The housing crisis in the UK is of great psychological, logistic, economic, and political significance. It is a crisis and it has the power to ruin the nation if it is not addressed. Connected as it is to other parts of the economic and financial system, any understanding of the problem and any proposed solution to it must, of necessity, be multi-facetted. I do not pretend to have an understanding of the problem or to have a solution to it, but I would appreciate input from the readers and contributors of this blog as an aid to my own reflection and as guidance in further research. Below are a list of thoughts that have occurred to me concerning this matter.

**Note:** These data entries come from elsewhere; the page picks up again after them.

/// Pattern CRUD endpoints (team-scoped)
///
/// # Endpoints
///
/// - `GET /api/v1/patterns` - List patterns
/// - `POST /api/v1/patterns` - Create pattern (content validated)
/// - `GET /api/v1/patterns/:id` - Get pattern
/// - `PATCH /api/v1/patterns/:id` - Update pattern
/// - `GET /api/v1/patterns/:id/usages` - Which entities reference it
/// - `DELETE /api/v1/patterns/:id` - Delete pattern (usage rows cascade)

use crate::{
    app::AppState,
    error::{ApiError, ApiResult},
    middleware::team_context::TeamContext,
    response::{ApiResponse, Meta},
    routes::Pagination,
};
use axum::{
    extract::{Path, Query, State},
    Extension, Json,
};
use nextspark_shared::{
    auth::{authorization::require_scope, middleware::AuthContext},
    billing::entitlement::Entitlements,
    content::{is_valid_slug, validate_tree},
    models::{
        pattern::{CreatePattern, Pattern, UpdatePattern},
        pattern_usage::PatternUsage,
    },
};
use serde::Deserialize;
use serde_json::{json, Value as JsonValue};
use uuid::Uuid;
use validator::Validate;

/// Create pattern request
#[derive(Debug, Deserialize, Validate)]
pub struct CreatePatternRequest {
    /// Pattern title
    #[validate(length(min = 1, max = 255, message = "Title must be 1-255 characters"))]
    pub title: String,

    /// URL-safe slug, unique per team
    #[validate(length(min = 1, max = 255, message = "Slug must be 1-255 characters"))]
    pub slug: String,

    /// Block tree (defaults to empty)
    pub content: Option<JsonValue>,
}

/// Update pattern request
#[derive(Debug, Deserialize, Validate)]
pub struct UpdatePatternRequest {
    /// New title
    #[validate(length(min = 1, max = 255, message = "Title must be 1-255 characters"))]
    pub title: Option<String>,

    /// New slug
    #[validate(length(min = 1, max = 255, message = "Slug must be 1-255 characters"))]
    pub slug: Option<String>,

    /// New block tree
    pub content: Option<JsonValue>,
}

/// List patterns in the team
pub async fn list_patterns(
    State(state): State<AppState>,
    Extension(auth): Extension<AuthContext>,
    Extension(team): Extension<TeamContext>,
    Query(page): Query<Pagination>,
) -> ApiResult<Json<ApiResponse<Vec<Pattern>>>> {
    require_scope(&auth, "patterns:read")?;
    Entitlements::new(state.db.clone())
        .enforce(team.team_id, team.role, "patterns.list")
        .await?;

    let limit = page.limit();
    let offset = page.offset();

    let patterns = Pattern::list_by_team(&state.db, team.team_id, limit, offset).await?;
    let total = Pattern::count_by_team(&state.db, team.team_id).await?;

    Ok(Json(ApiResponse::with_meta(
        patterns,
        Meta {
            total,
            limit,
            offset,
        },
    )))
}

/// Create a pattern
pub async fn create_pattern(
    State(state): State<AppState>,
    Extension(auth): Extension<AuthContext>,
    Extension(team): Extension<TeamContext>,
    Json(request): Json<CreatePatternRequest>,
) -> ApiResult<Json<ApiResponse<Pattern>>> {
    request.validate()?;
    require_scope(&auth, "patterns:write")?;
    Entitlements::new(state.db.clone())
        .enforce(team.team_id, team.role, "patterns.create")
        .await?;

    if !is_valid_slug(&request.slug) {
        return Err(ApiError::BadRequest(
            "Slug must be lowercase kebab-case (a-z, 0-9, dashes)".to_string(),
        ));
    }

    let content = request.content.unwrap_or_else(|| json!([]));
    validate_tree(&content)?;

    let pattern = Pattern::create(
        &state.db,
        CreatePattern {
            team_id: team.team_id,
            author_id: team.user_id,
            title: request.title,
            slug: request.slug,
            content,
        },
    )
    .await?;

    state.dispatch_webhook("pattern", "created", pattern.id, team.team_id, json!(pattern));

    Ok(Json(ApiResponse::new(pattern)))
}

/// Get a pattern
pub async fn get_pattern(
    State(state): State<AppState>,
    Extension(auth): Extension<AuthContext>,
    Extension(team): Extension<TeamContext>,
    Path(pattern_id): Path<Uuid>,
) -> ApiResult<Json<ApiResponse<Pattern>>> {
    require_scope(&auth, "patterns:read")?;

    let pattern = Pattern::find_by_id_and_team(&state.db, pattern_id, team.team_id)
        .await?
        .ok_or_else(|| ApiError::NotFound("Pattern not found".to_string()))?;

    Ok(Json(ApiResponse::new(pattern)))
}

/// Update a pattern
pub async fn update_pattern(
    State(state): State<AppState>,
    Extension(auth): Extension<AuthContext>,
    Extension(team): Extension<TeamContext>,
    Path(pattern_id): Path<Uuid>,
    Json(request): Json<UpdatePatternRequest>,
) -> ApiResult<Json<ApiResponse<Pattern>>> {
    request.validate()?;
    require_scope(&auth, "patterns:write")?;
    Entitlements::new(state.db.clone())
        .enforce(team.team_id, team.role, "patterns.update")
        .await?;

    if let Some(ref slug) = request.slug {
        if !is_valid_slug(slug) {
            return Err(ApiError::BadRequest(
                "Slug must be lowercase kebab-case (a-z, 0-9, dashes)".to_string(),
            ));
        }
    }

    if let Some(ref content) = request.content {
        validate_tree(content)?;
    }

    let pattern = Pattern::update(
        &state.db,
        pattern_id,
        team.team_id,
        UpdatePattern {
            title: request.title,
            slug: request.slug,
            content: request.content,
        },
    )
    .await?
    .ok_or_else(|| ApiError::NotFound("Pattern not found".to_string()))?;

    state.dispatch_webhook("pattern", "updated", pattern.id, team.team_id, json!(pattern));

    Ok(Json(ApiResponse::new(pattern)))
}

/// List the entities referencing a pattern
pub async fn list_pattern_usages(
    State(state): State<AppState>,
    Extension(auth): Extension<AuthContext>,
    Extension(team): Extension<TeamContext>,
    Path(pattern_id): Path<Uuid>,
) -> ApiResult<Json<ApiResponse<Vec<PatternUsage>>>> {
    require_scope(&auth, "patterns:read")?;

    // 404 for patterns outside the team, before leaking usage info
    Pattern::find_by_id_and_team(&state.db, pattern_id, team.team_id)
        .await?
        .ok_or_else(|| ApiError::NotFound("Pattern not found".to_string()))?;

    let usages = PatternUsage::list_by_pattern(&state.db, pattern_id, team.team_id).await?;

    Ok(Json(ApiResponse::new(usages)))
}

/// Delete a pattern
///
/// Usage rows cascade away with the pattern; pages referencing it keep the
/// dangling block, which the theme layer renders as empty.
pub async fn delete_pattern(
    State(state): State<AppState>,
    Extension(auth): Extension<AuthContext>,
    Extension(team): Extension<TeamContext>,
    Path(pattern_id): Path<Uuid>,
) -> ApiResult<Json<ApiResponse<bool>>> {
    require_scope(&auth, "patterns:write")?;
    Entitlements::new(state.db.clone())
        .enforce(team.team_id, team.role, "patterns.delete")
        .await?;

    let deleted = Pattern::delete(&state.db, pattern_id, team.team_id).await?;
    if !deleted {
        return Err(ApiError::NotFound("Pattern not found".to_string()));
    }

    state.dispatch_webhook(
        "pattern",
        "deleted",
        pattern_id,
        team.team_id,
        json!({"id": pattern_id}),
    );

    Ok(Json(ApiResponse::new(true)))
}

1. The Complications of English Land Law

While this is not a major contribution to the cost of housing, it is still a part of it. Land law in England and Wales is complicated (as I imagine it is in the USA). We have two systems: registered land and unregistered land. Certain interests in land are capable of being legal and certain interests in land can only be equitable. In registered land, there are interests that may not appear on the register, but are nevertheless overriding (unless, for trust interests, the interest has been overreached prior to sale): these are found in Schedule 3 of the Land Registration Act 2002. All this is to say that any property developer or would-be home-owner should really use a solicitor when acquiring property, in order to avoid problems down the road. Lawyer’s fees, therefore, are, in practice, a part of the cost of acquiring land.

2. British Culture

In the UK, most people aspire to be home-owners, rather than renters. Renting is seen as a precarious and unpleasant situation to be in. Renting is not a simple area of law: there is the distinction between a licence and a lease, and, within leases, between fixed-term tenancies and periodic tenancies. Landlords can be very hit and miss, the internet abounding with horror stories of major problems in flats carrying on for some time until they are fixed. For these reasons, owning one’s own home is seen as very desirable, which affects the value of domestic property.

3. Artificial Money

The banks’ ability to create money allows them to create money for mortgage purposes. Since it is in the banks’ interests to lend large amounts of capital with concomitantly high interest rates, and it is in the sellers’ interests to get high prices for their property, these two parties are natural allies against those trying to acquire homes. On the one side are those who want high house prices, and on the other, those who wish they were lower. If deposit banking and loan/investment banking were separated, and loan banks were barred from creating capital, then house prices would fall accordingly, as the market responded to what people could actually afford based on their savings and salaries.

4. Regional differences

We are currently seeing in the South rising house prices in certain attractive locations as people who have made fortunes in London move away from the Metropolis to settle down in quiet places. There are regional differences in average earnings around the UK, most notably the general distinction between the North and the South. House prices are generally lower in the North. People do not flock to live in the North, however, because they are concerned by the general economic picture there (although it is changing – but more needs to be done). Many would be concerned about getting a job, or of pay limitations or problems for career progression. There is little to incentivise businesses to locate northward, because they value the proximity to other businesses of their kind in London, and because corporation tax would be at the same rate elsewhere. The only way other regions could hypothetically attract investment would be if they had the autonomy to offer lower or not corporation tax and other desirable features.

5. International Investment

In a crisis, property has traditionally been seen as a safe investment. Rented properties are also desirable as providers of steady income, and this is valuable to successive trusts, where interest on the capital is paid to the life tenant, while the remainder man waits for the capital. Much as the migrating Londoners have an effect on regional house prices, so foreign investors have an effect on UK house prices, especially in London. Whether this trend will continue, however, is debatable. As the yields from such investments get smaller, we could see a slow-down in the market. There are general concerns in some quarters that the bubble will burst in the near future.

6. Regulation

Government laws relating to land specifically (e.g. planning permission) and to the economy generally (e.g. safety, minimum wage, etc.) will have an impact on the cost of building and renovating homes. People are being creative in finding ways to build homes for less, but these approaches are sporadic and still subject to the law. They are also largely inapplicable to the acquisition of properties that have already been built. The complaint that the government needs to build more homes only addresses part of the picture (and assumes that government is the only solution to the problem): the problem lies in empty houses not being affordable.

7. Supply and Demand

Lastly, for my own list, supply and demand must be a factor in house prices. The advances of medicine, combined with immigration, particularly from cultures that value large families, has seen an expansion of the population over the last century. Where there is a scarcity of houses – for whatever reason – to meet the population’s needs, the price of housing will go up. Land, as a finite resource in an island nation, cannot expand to meet this need indefinitely – not without creative solutions.